# Map.intersection/2?

Has anyone else ever wanted to merge two maps, but have the resulting map only include keys common to both maps? I think of it as analogous to MapSet.intersection but with a function for handling the values.

``````m1 = %{a: 1, b:2}
m2 = %{b: 3, c:4}
Map.intersection(m1, m2, fn _k, v1, v2 -> v1 * v2 end)
> %{b: 6}
``````

This would replace

``````Map.merge(m1, m2, fn _k , v1, v2 -> v1 * v2 end)
|> Enum.filter(fn {k,_v} -> [m1, m2] |> Enum.all?(&Map.has_key?(&1, k)) end)
|> Map.new()
>%{b: 6}
``````

Thoughts?

1 Like

All you have to do is a simple reducer.

``````defmodule Example do
@spec sample(map(), map(), (Map.key(), Map.value(), Map.value() -> Map.value())) :: map()
def sample(left, right, func) when is_map(left) and is_map(right) and is_function(func, 3) do
Enum.reduce(left, %{}, fn
{key, value}, acc when is_map_key(right, key) ->
Map.put(acc, key, func.(key, value, right[key]))

_pair, acc ->
acc
end)
end
end

iex> Example.sample(%{a: 1, b: 2}, %{b: 3, c: 4}, fn _k, v1, v2 -> v1 * v2 end)
%{b: 6}
``````

2 Likes

I think it should be called `merge_intersection` or something like that? Union means anything in either of the things.

2 Likes

Of course. Intersection not union. Brain fart

You can do `MapSet.intersection` on the keys of both maps and then `Map.take` with the result of it.

But I believe @Eiji’s solution will be more performant.

``````def merge_intersection(map1, map2, fun) do
for key <- Map.keys(map1) -- Map.keys(map1) -- Map.keys(map2), into: %{} do
{key, fun.(map1[key], map2[key])}
end
end
``````

Sorry, I just hit the wrong “reply” button

``````:maps.intersect(m1, m2)
%{b: 3}

:maps.intersect_with(fn _k , v1, v2 -> v1 * v2 end, m1, m2)
%{b: 6}
``````
8 Likes

I’m assuming that since Elixir’s maps preceded Erlang’s the `:maps` module is not simply wrapped by `Map` which is why there is no `Map.intersect` or `Map.intersect_with`. Are Elixir maps completely interoperable with the Erlang `:maps` implementation?

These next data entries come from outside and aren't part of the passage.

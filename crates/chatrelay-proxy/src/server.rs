//! Router construction and the serve loop.
//!
//! The server runs on a pre-bound `TcpListener` until the cancellation token
//! fires, then drains in-flight requests.

use axum::Router;
use axum::extract::DefaultBodyLimit;
use axum::routing::get;
use tokio::net::TcpListener;
use tokio_util::sync::CancellationToken;
use tower_http::cors::{Any, CorsLayer};
use tower_http::trace::TraceLayer;
use tracing::info;

use crate::handlers;
use crate::state::AppState;

/// Build the proxy router.
pub fn create_router(state: AppState) -> Router {
    let cors = CorsLayer::new()
        .allow_origin(Any)
        .allow_methods(Any)
        .allow_headers(Any);

    Router::new()
        .route("/health", get(handlers::health_check))
        .route(
            "/api/config",
            get(handlers::client_config).post(handlers::client_config),
        )
        .route(
            "/api/openai/{*path}",
            get(handlers::openai_proxy).post(handlers::openai_proxy),
        )
        .route(
            "/api/midjourney/{*path}",
            get(handlers::midjourney_proxy).post(handlers::midjourney_proxy),
        )
        // Chat bodies are replayed upstream whole, whatever their size.
        .layer(DefaultBodyLimit::disable())
        .layer(TraceLayer::new_for_http())
        .layer(cors)
        .with_state(state)
}

/// Serve until `cancel` is triggered.
///
/// Returns `Ok(())` on clean shutdown, or an error if the server fails.
pub async fn serve(
    listener: TcpListener,
    state: AppState,
    cancel: CancellationToken,
) -> anyhow::Result<()> {
    let addr = listener.local_addr()?;
    info!(
        need_code = state.config.needs_code(),
        api_keys = state.config.api_key_pool_size(),
        upstream = %state.config.chat_base_url(),
        "Proxy server starting on {addr}"
    );

    let app = create_router(state);

    axum::serve(listener, app)
        .with_graceful_shutdown(cancel.cancelled_owned())
        .await?;

    info!("Proxy server shut down");
    Ok(())
}
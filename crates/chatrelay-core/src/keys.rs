//! Upstream API key pools.
//!
//! `OPENAI_API_KEY` may hold several comma-separated keys. One of them is
//! picked when the configuration is built and used for the lifetime of the
//! process. The choice goes through a [`KeySelector`] so tests can pin it.

use rand::Rng;

/// Picks one key out of a non-empty pool.
pub trait KeySelector: Send + Sync {
    /// Return the index of the chosen key, or `None` to select nothing.
    fn select(&self, pool: &[String]) -> Option<usize>;
}

/// Uniform random choice, the production default.
#[derive(Debug, Clone, Copy, Default)]
pub struct RandomKeySelector;

impl KeySelector for RandomKeySelector {
    fn select(&self, pool: &[String]) -> Option<usize> {
        if pool.is_empty() {
            return None;
        }
        Some(rand::rng().random_range(0..pool.len()))
    }
}

/// Always the first key.
#[derive(Debug, Clone, Copy, Default)]
pub struct FirstKeySelector;

impl KeySelector for FirstKeySelector {
    fn select(&self, pool: &[String]) -> Option<usize> {
        if pool.is_empty() { None } else { Some(0) }
    }
}

impl<F> KeySelector for F
where
    F: Fn(&[String]) -> Option<usize> + Send + Sync,
{
    fn select(&self, pool: &[String]) -> Option<usize> {
        self(pool)
    }
}

/// Split a comma-separated key list, dropping blank entries.
pub fn parse_key_pool(raw: &str) -> Vec<String> {
    raw.split(',')
        .map(str::trim)
        .filter(|k| !k.is_empty())
        .map(ToString::to_string)
        .collect()
}

/// Resolve the key for this process from `pool` using `selector`.
///
/// Out-of-range indices from a misbehaving selector yield `None`.
pub fn pick_key(pool: &[String], selector: &dyn KeySelector) -> Option<String> {
    if pool.is_empty() {
        return None;
    }
    selector
        .select(pool)
        .and_then(|idx| pool.get(idx))
        .cloned()
}
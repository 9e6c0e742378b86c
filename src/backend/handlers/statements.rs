use axum::extract::State;
use axum::Json;
use tracing::debug;

use super::{ok, ApiResponse, ScopeQuery};
use crate::accounting::statements::{BalanceSheet, IncomeStatement};
use crate::backend::extract::QueryParams;
use crate::backend::AppState;
use crate::database::db::queries;
use crate::error::AppResult;

pub async fn balance_sheet(
    State(state): State<AppState>,
    QueryParams(q): QueryParams<ScopeQuery>,
) -> AppResult<Json<ApiResponse<BalanceSheet>>> {
    let company_id = q.company_id()?;
    let store_id = q.store_id()?;
    let (start, end) = q.period()?;
    let rows = queries::get_balance_sheet(state.db.as_ref(), company_id, store_id, start, end).await?;
    debug!(%company_id, rows = rows.len(), "balance sheet rows");
    Ok(ok(BalanceSheet::from_rows(rows)))
}

pub async fn income_statement(
    State(state): State<AppState>,
    QueryParams(q): QueryParams<ScopeQuery>,
) -> AppResult<Json<ApiResponse<IncomeStatement>>> {
    let company_id = q.company_id()?;
    let store_id = q.store_id()?;
    let (start, end) = q.period()?;
    let rows =
        queries::get_income_statement(state.db.as_ref(), company_id, store_id, start, end).await?;
    debug!(%company_id, rows = rows.len(), "income statement rows");
    Ok(ok(IncomeStatement::from_rows(rows)))
}
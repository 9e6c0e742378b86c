pub mod account;
pub mod account_mapping;
pub mod cash_location;
pub mod company;
pub mod counterparty;
pub mod currency;
pub mod debt_receivable;
pub mod debt_summary;
pub mod fixed_asset;

pub use account::Account;
pub use account_mapping::AccountMapping;
pub use cash_location::CashLocation;
pub use company::{Company, Store, UserCompanies};
pub use counterparty::Counterparty;
pub use currency::{CompanyCurrency, Denomination};
pub use debt_receivable::DebtReceivable;
pub use debt_summary::DebtSummary;
pub use fixed_asset::{FixedAsset, NewFixedAsset};
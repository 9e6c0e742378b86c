use chrono::NaiveDate;
use serde::de::DeserializeOwned;
use serde_json::{json, Value};
use tracing::info;
use uuid::Uuid;

use crate::accounting::journal::{BalanceCheck, JournalDraft};
use crate::accounting::statements::StatementRow;
use crate::database::models::{
    Account, AccountMapping, CashLocation, CompanyCurrency, Counterparty, DebtReceivable,
    DebtSummary, FixedAsset, NewFixedAsset, UserCompanies,
};

use super::{Backend, DbError, TableQuery};

/*
One function per remote table query or RPC. Functions decode into the
models and unwrap the `{ success, data, error }` envelope some RPCs use.
 */

fn decode<T: DeserializeOwned>(value: Value) -> Result<T, DbError> {
    Ok(serde_json::from_value(value)?)
}

fn decode_rows<T: DeserializeOwned>(rows: Vec<Value>) -> Result<Vec<T>, DbError> {
    rows.into_iter().map(decode).collect()
}

/// Strips the `{ "success": bool, "data": .., "error": .. }` envelope.
/// A `success: false` body becomes `DbError::Rejected`.
pub fn unwrap_rpc(value: Value) -> Result<Value, DbError> {
    let mut map = match value {
        Value::Object(map) => map,
        other => return Ok(other),
    };
    match map.get("success").and_then(Value::as_bool) {
        Some(false) => {
            let message = map
                .get("error")
                .or_else(|| map.get("message"))
                .and_then(Value::as_str)
                .unwrap_or("request was rejected")
                .to_string();
            Err(DbError::Rejected(message))
        }
        Some(true) => Ok(map.remove("data").unwrap_or(Value::Null)),
        None => Ok(Value::Object(map)),
    }
}

fn rpc_list(value: Value) -> Result<Vec<Value>, DbError> {
    match unwrap_rpc(value)? {
        Value::Array(rows) => Ok(rows),
        Value::Null => Ok(Vec::new()),
        other => Ok(vec![other]),
    }
}

fn rpc_single(value: Value, what: &str) -> Result<Value, DbError> {
    match unwrap_rpc(value)? {
        Value::Array(rows) => rows
            .into_iter()
            .next()
            .ok_or_else(|| DbError::NotFound(what.to_string())),
        Value::Null => Err(DbError::NotFound(what.to_string())),
        other => Ok(other),
    }
}

/*========== Context ===========*/

pub async fn get_user_companies_and_stores(
    db: &dyn Backend,
    user_id: Uuid,
) -> Result<UserCompanies, DbError> {
    let value = db
        .rpc("get_user_companies_and_stores", json!({ "p_user_id": user_id }))
        .await?;
    decode(rpc_single(value, "user")?)
}

pub async fn get_company_currencies(
    db: &dyn Backend,
    company_id: Uuid,
) -> Result<Vec<CompanyCurrency>, DbError> {
    let value = db
        .rpc("get_company_currencies", json!({ "p_company_id": company_id }))
        .await?;
    decode_rows(rpc_list(value)?)
}

/*========== Accounts & counterparties ===========*/

pub async fn list_accounts(
    db: &dyn Backend,
    account_type: Option<&str>,
) -> Result<Vec<Account>, DbError> {
    let q = TableQuery::new("accounts")
        .eq_opt("account_type", account_type)
        .order("account_name", true);
    decode_rows(db.select(&q).await?)
}

pub async fn list_counterparties(
    db: &dyn Backend,
    company_id: Uuid,
) -> Result<Vec<Counterparty>, DbError> {
    let q = TableQuery::new("counterparties")
        .eq("company_id", company_id)
        .order("name", true);
    decode_rows(db.select(&q).await?)
}

pub async fn list_account_mappings(
    db: &dyn Backend,
    company_id: Uuid,
    counterparty_id: Option<Uuid>,
) -> Result<Vec<AccountMapping>, DbError> {
    let q = TableQuery::new("account_mapping")
        .eq("my_company_id", company_id)
        .eq_opt("counterparty_id", counterparty_id);
    decode_rows(db.select(&q).await?)
}

/*========== Journal ===========*/

/// Returns whatever the function reports back (usually the new journal id).
pub async fn insert_journal_with_everything(
    db: &dyn Backend,
    draft: &JournalDraft,
    balance: &BalanceCheck,
) -> Result<Value, DbError> {
    let value = db
        .rpc("insert_journal_with_everything", draft.to_rpc_params(balance))
        .await?;
    let result = unwrap_rpc(value)?;
    info!(company_id = %draft.company_id, lines = draft.lines.len(), "journal entry inserted");
    Ok(result)
}

/*========== Statements ===========*/

fn period_params(
    company_id: Uuid,
    store_id: Option<Uuid>,
    start_date: Option<NaiveDate>,
    end_date: Option<NaiveDate>,
) -> Value {
    json!({
        "p_company_id": company_id,
        "p_store_id": store_id,
        "p_start_date": start_date,
        "p_end_date": end_date,
    })
}

pub async fn get_balance_sheet(
    db: &dyn Backend,
    company_id: Uuid,
    store_id: Option<Uuid>,
    start_date: Option<NaiveDate>,
    end_date: Option<NaiveDate>,
) -> Result<Vec<StatementRow>, DbError> {
    let value = db
        .rpc(
            "get_balance_sheet",
            period_params(company_id, store_id, start_date, end_date),
        )
        .await?;
    decode_rows(rpc_list(value)?)
}

pub async fn get_income_statement(
    db: &dyn Backend,
    company_id: Uuid,
    store_id: Option<Uuid>,
    start_date: Option<NaiveDate>,
    end_date: Option<NaiveDate>,
) -> Result<Vec<StatementRow>, DbError> {
    let value = db
        .rpc(
            "get_income_statement",
            period_params(company_id, store_id, start_date, end_date),
        )
        .await?;
    decode_rows(rpc_list(value)?)
}

/*========== Cash ===========*/

pub async fn get_cash_locations(
    db: &dyn Backend,
    company_id: Uuid,
    store_id: Option<Uuid>,
    location_type: Option<&str>,
) -> Result<Vec<CashLocation>, DbError> {
    let value = db
        .rpc(
            "get_cash_locations",
            json!({
                "p_company_id": company_id,
                "p_store_id": store_id,
                "p_location_type": location_type,
            }),
        )
        .await?;
    decode_rows(rpc_list(value)?)
}

pub async fn insert_cashier_amount_lines(db: &dyn Backend, params: Value) -> Result<Value, DbError> {
    unwrap_rpc(db.rpc("insert_cashier_amount_lines", params).await?)
}

pub async fn vault_amount_insert(db: &dyn Backend, params: Value) -> Result<Value, DbError> {
    unwrap_rpc(db.rpc("vault_amount_insert", params).await?)
}

pub async fn bank_amount_insert_v2(db: &dyn Backend, params: Value) -> Result<Value, DbError> {
    unwrap_rpc(db.rpc("bank_amount_insert_v2", params).await?)
}

/*========== Debts ===========*/

pub async fn get_debt_summary(
    db: &dyn Backend,
    company_id: Uuid,
    store_id: Option<Uuid>,
) -> Result<DebtSummary, DbError> {
    let value = db
        .rpc(
            "get_debt_summary",
            json!({ "p_company_id": company_id, "p_store_id": store_id }),
        )
        .await?;
    match unwrap_rpc(value)? {
        Value::Null => Ok(DebtSummary::default()),
        Value::Array(rows) => rows.into_iter().next().map(decode).unwrap_or(Ok(DebtSummary::default())),
        other => decode(other),
    }
}

pub async fn list_debts_receivable(
    db: &dyn Backend,
    company_id: Uuid,
    store_id: Option<Uuid>,
) -> Result<Vec<DebtReceivable>, DbError> {
    let q = TableQuery::new("debts_receivable")
        .eq("company_id", company_id)
        .eq_opt("store_id", store_id)
        .order("due_date", true);
    decode_rows(db.select(&q).await?)
}

/*========== Fixed assets ===========*/

pub async fn list_fixed_assets(
    db: &dyn Backend,
    company_id: Uuid,
    store_id: Option<Uuid>,
) -> Result<Vec<FixedAsset>, DbError> {
    let q = TableQuery::new("fixed_assets")
        .eq("company_id", company_id)
        .eq_opt("store_id", store_id)
        .order("acquisition_date", true);
    decode_rows(db.select(&q).await?)
}

pub async fn get_fixed_asset(db: &dyn Backend, asset_id: Uuid) -> Result<FixedAsset, DbError> {
    let q = TableQuery::new("fixed_assets").eq("asset_id", asset_id).limit(1);
    db.select(&q)
        .await?
        .into_iter()
        .next()
        .map(decode)
        .unwrap_or_else(|| Err(DbError::NotFound(format!("fixed asset {asset_id}"))))
}

// Create asset; the id is assigned here so the row can be returned even when
// the backend answers without a representation.
pub async fn create_fixed_asset(db: &dyn Backend, new: NewFixedAsset) -> Result<FixedAsset, DbError> {
    let asset = new.into_asset(Uuid::new_v4());
    let inserted = db.insert("fixed_assets", serde_json::to_value(&asset)?).await?;
    info!(asset_id = %asset.asset_id, company_id = %asset.company_id, "fixed asset created");
    match inserted.into_iter().next() {
        Some(row) => decode(row),
        None => Ok(asset),
    }
}

// Update asset
pub async fn update_fixed_asset(
    db: &dyn Backend,
    asset_id: Uuid,
    changes: NewFixedAsset,
) -> Result<FixedAsset, DbError> {
    let asset = changes.into_asset(asset_id);
    let q = TableQuery::new("fixed_assets").eq("asset_id", asset_id);
    let updated = db.update(&q, serde_json::to_value(&asset)?).await?;
    let row = updated
        .into_iter()
        .next()
        .ok_or_else(|| DbError::NotFound(format!("fixed asset {asset_id}")))?;
    info!(%asset_id, "fixed asset updated");
    decode(row)
}

// Delete asset
pub async fn delete_fixed_asset(db: &dyn Backend, asset_id: Uuid) -> Result<(), DbError> {
    let q = TableQuery::new("fixed_assets").eq("asset_id", asset_id);
    if db.delete(&q).await?.is_empty() {
        return Err(DbError::NotFound(format!("fixed asset {asset_id}")));
    }
    info!(%asset_id, "fixed asset deleted");
    Ok(())
}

There is only ONE type of map in the BEAM. The maps in Elixir are exactly the same maps as in Erlang. Seeing Erlang is the base language on the BEAM Elixir could not have had maps before the BEAM and Erlang implemented them.

``````iex(1)> m1 = %{a: 1, b: 1, c: 1}
%{a: 1, b: 1, c: 1}
iex(2)> m2 = %{a: 2 , c: 2, d: 2}
%{a: 2, c: 2, d: 2}
iex(3)> mi = :maps.intersect(m1, m2)
%{a: 2, c: 2}
iex(4)> :io.write(m1)
#{a => 1,b => 1,c => 1}:ok
iex(5)> :io.write(m2)
#{a => 2,c => 2,d => 2}:ok
iex(6)> :io.write(m1)
#{a => 1,b => 1,c => 1}:ok
``````

The `:io.write` function is an output function in the Erlang `io` module and prints the maps which shows they are the same maps as in Erlang.

The `:maps.intersect/2` function first came in OTP 24.0 so it may not be used yet in the `Map` module.

6 Likes

Thanks for clarifying. I was thinking of MapSets.

Elixir main requires Erlang/OTP 24. Therefore if someone wants to submit a PR that adds `intersect/2` and `intersect/3`, it will be welcome.

7 Likes

Just in case anybody has ideas:

3 Likes

Or maybe HashDict — Elixir v1.14.2?

No just misinterpreting from

https://elixirforum.com/t/native-elixir-module-for-ets/53069/21

So `:sets` existed before `MapSet` but `MapSet` did not build on `:sets`, but `Map` always build on `:maps`?

1 Like

Yes.

MapSet did not build on `:sets` because `:sets` were not backed by maps but now they are.